Between 1985 and 1993, Ann Maxwell (aka Elizabeth Lowell) and her husband Evan, a former L.A. Times crime reporter who covered international crime, co-authored a series of neo-noir crime novels featuring the private-eye narrator Fiddler, an independently wealthy, Newport-based macho man with a moral compass and a shady past from which his wealth is derived, and his partner Fiora, a high-powered Orange County banker who made her way into high finance from a humble midwestern background. While the series’s plots and characters follow established genre conventions, the novels’ settings cannily spotlight regions and locales relevant to California in which the geopolitical transformations of the later 1980s and early 1990s were concentrated. The upheaval of California’s social fabric in places such as the Gold Coast, Orange County, Napa Valley, the Mexican border, and even Santa Fe (Los Angeles’s alter ego) provide the background for plots that range from Cold War spies and smugglers to a white-collar breed of criminals such as property development scammers, art forgers, and financial fraudsters, exposing the violent and criminal underbelly of a rapidly globalizing and accelerating economic system in which (some parts of) California played a central role. This article provides a geocritical reading of the mystery series that focuses on its modes of political and social critique of the era of Reaganomics, globalization, and the financialization of property, technology, and culture. The series reveals a sustained engagement with political, social, and cultural upheavals that position these locales as sites of contestation and struggles that are, or turn, violent in a variety of ways.

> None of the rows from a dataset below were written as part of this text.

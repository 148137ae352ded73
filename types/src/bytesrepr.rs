//! Deterministic binary serialization of consensus-critical records.
//!
//! Multi-byte integers are big-endian and fixed-size byte arrays are written
//! raw, with no length prefix; the layout of a record is fully determined by
//! its field order.

use std::fmt::{self, Display, Formatter};

/// The number of bytes in a serialized `u8`.
pub const U8_SERIALIZED_LENGTH: usize = 1;
/// The number of bytes in a serialized `u32`.
pub const U32_SERIALIZED_LENGTH: usize = 4;
/// The number of bytes in a serialized `u64`.
pub const U64_SERIALIZED_LENGTH: usize = 8;

/// Serialization and deserialization errors.
#[derive(Copy, Clone, Eq, PartialEq, Debug)]
#[non_exhaustive]
pub enum Error {
    /// Early end of stream while deserializing.
    EarlyEndOfStream,
    /// Formatting error while deserializing.
    Formatting,
    /// Not all input bytes were consumed.
    LeftOverBytes,
}

impl Display for Error {
    fn fmt(&self, f: &mut Formatter) -> fmt::Result {
        match self {
            Error::EarlyEndOfStream => {
                write!(f, "deserialization error: early end of stream")
            }
            Error::Formatting => write!(f, "deserialization error: formatting"),
            Error::LeftOverBytes => write!(f, "deserialization error: left over bytes"),
        }
    }
}

impl std::error::Error for Error {}

/// A type which can be serialized to a `Vec<u8>`.
pub trait ToBytes {
    /// Serializes `&self` to a `Vec<u8>`.
    fn to_bytes(&self) -> Result<Vec<u8>, Error>;

    /// Consumes `self` and serializes to a `Vec<u8>`.
    fn into_bytes(self) -> Result<Vec<u8>, Error>
    where
        Self: Sized,
    {
        self.to_bytes()
    }

    /// Returns the length of the `Vec<u8>` which `to_bytes()` would return.
    fn serialized_length(&self) -> usize;

    /// Writes `&self` into a mutable `writer`.
    fn write_bytes(&self, writer: &mut Vec<u8>) -> Result<(), Error> {
        writer.extend(self.to_bytes()?);
        Ok(())
    }
}

/// A type which can be deserialized from a `&[u8]`.
pub trait FromBytes: Sized {
    /// Deserializes the slice into `Self`, returning the remaining input.
    fn from_bytes(bytes: &[u8]) -> Result<(Self, &[u8]), Error>;
}

/// Returns a `Vec<u8>` with the capacity to hold the serialized `to_be_serialized`.
pub fn allocate_buffer<T: ToBytes>(to_be_serialized: &T) -> Vec<u8> {
    Vec::with_capacity(to_be_serialized.serialized_length())
}

/// Serializes `t` into a `Vec<u8>`.
pub fn serialize(t: impl ToBytes) -> Result<Vec<u8>, Error> {
    t.into_bytes()
}

/// Deserializes `bytes` into an instance of `T`.
///
/// Returns an error if the bytes cannot be deserialized into `T` or if not
/// all of the input bytes are consumed in the operation.
pub fn deserialize<T: FromBytes>(bytes: &[u8]) -> Result<T, Error> {
    let (t, remainder) = T::from_bytes(bytes)?;
    if remainder.is_empty() {
        Ok(t)
    } else {
        Err(Error::LeftOverBytes)
    }
}

/// Safely splits the slice at the given point.
pub fn safe_split_at(bytes: &[u8], n: usize) -> Result<(&[u8], &[u8]), Error> {
    if n > bytes.len() {
        Err(Error::EarlyEndOfStream)
    } else {
        Ok(bytes.split_at(n))
    }
}

impl ToBytes for u8 {
    fn to_bytes(&self) -> Result<Vec<u8>, Error> {
        Ok(vec![*self])
    }

    fn serialized_length(&self) -> usize {
        U8_SERIALIZED_LENGTH
    }

    fn write_bytes(&self, writer: &mut Vec<u8>) -> Result<(), Error> {
        writer.push(*self);
        Ok(())
    }
}

impl FromBytes for u8 {
    fn from_bytes(bytes: &[u8]) -> Result<(Self, &[u8]), Error> {
        match bytes.split_first() {
            Some((byte, remainder)) => Ok((*byte, remainder)),
            None => Err(Error::EarlyEndOfStream),
        }
    }
}

macro_rules! impl_to_from_bytes_for_integer {
    ($type:ty, $serialized_length:ident) => {
        impl ToBytes for $type {
            fn to_bytes(&self) -> Result<Vec<u8>, Error> {
                Ok(self.to_be_bytes().to_vec())
            }

            fn serialized_length(&self) -> usize {
                $serialized_length
            }

            fn write_bytes(&self, writer: &mut Vec<u8>) -> Result<(), Error> {
                writer.extend_from_slice(&self.to_be_bytes());
                Ok(())
            }
        }

        impl FromBytes for $type {
            fn from_bytes(bytes: &[u8]) -> Result<(Self, &[u8]), Error> {
                let (be_bytes, remainder) = safe_split_at(bytes, $serialized_length)?;
                let mut buffer = [0u8; $serialized_length];
                buffer.copy_from_slice(be_bytes);
                Ok((<$type>::from_be_bytes(buffer), remainder))
            }
        }
    };
}

impl_to_from_bytes_for_integer!(u32, U32_SERIALIZED_LENGTH);
impl_to_from_bytes_for_integer!(u64, U64_SERIALIZED_LENGTH);

macro_rules! impl_to_from_bytes_for_byte_array {
    ($($len:expr),+) => {
        $(
            impl ToBytes for [u8; $len] {
                fn to_bytes(&self) -> Result<Vec<u8>, Error> {
                    Ok(self.to_vec())
                }

                fn serialized_length(&self) -> usize {
                    $len
                }

                fn write_bytes(&self, writer: &mut Vec<u8>) -> Result<(), Error> {
                    writer.extend_from_slice(self);
                    Ok(())
                }
            }

            impl FromBytes for [u8; $len] {
                fn from_bytes(bytes: &[u8]) -> Result<(Self, &[u8]), Error> {
                    let (array_bytes, remainder) = safe_split_at(bytes, $len)?;
                    let mut result = [0u8; $len];
                    result.copy_from_slice(array_bytes);
                    Ok((result, remainder))
                }
            }
        )+
    }
}

impl_to_from_bytes_for_byte_array!(20, 21, 32);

Entre 1985 et 1993, Ann Maxwell (alias Elizabeth Lowell) et son époux Evan, un ancien journaliste du Los Angeles Times, spécialisé dans les affaires policières et les crimes internationaux, ont coécrit une série de romans policiers néo-noirs mettant en scène le narrateur et détective privé Fiddler, un macho de Newport, riche et indépendant, doté d’un sens moral et ayant un passé douteux dont il tire sa richesse, et sa partenaire Fiora, une banquière de haut vol du comté d’Orange qui s’est frayée un chemin dans le monde de la haute finance à partir d’un milieu modeste du Midwest. Si les intrigues et les personnages de la série suivent les conventions établies du genre, le cadre des romans met habilement en lumière les régions et les lieux de la Californie où se sont concentrées les transformations géopolitiques de la fin des années 1980 et du début des années 1990. Les bouleversements du tissu social californien dans des régions telles que la Gold Coast, le comté d’Orange, Napa Valley, la frontière mexicaine et même Santa Fe (l’alter ego de Los Angeles) servent de toile de fond à des intrigues qui vont des espions et des contrebandiers de la guerre froide à une race de criminels en col blanc tels que les escrocs de l’immobilier, les faussaires d’œuvres d’art et les fraudeurs financiers, mettant ainsi en lumière les violences et la criminalité comme étant la face sombre d’un système économique en pleine mondialisation et accélération dans lequel (certaines parties de) la Californie a joué un rôle central. Le présent article propose une lecture géocritique de la série policière qui se concentre sur ses modes de critique politique et sociale de l’ère des Reaganomics, de la mondialisation, de la financiarisation de la propriété, de la technologie et de la culture. La série révèle un engagement soutenu envers les bouleversements politiques, sociaux et culturels qui positionnent ces lieux comme étant des sites de contestation et de luttes qui sont, ou deviennent, violents de diverses manières.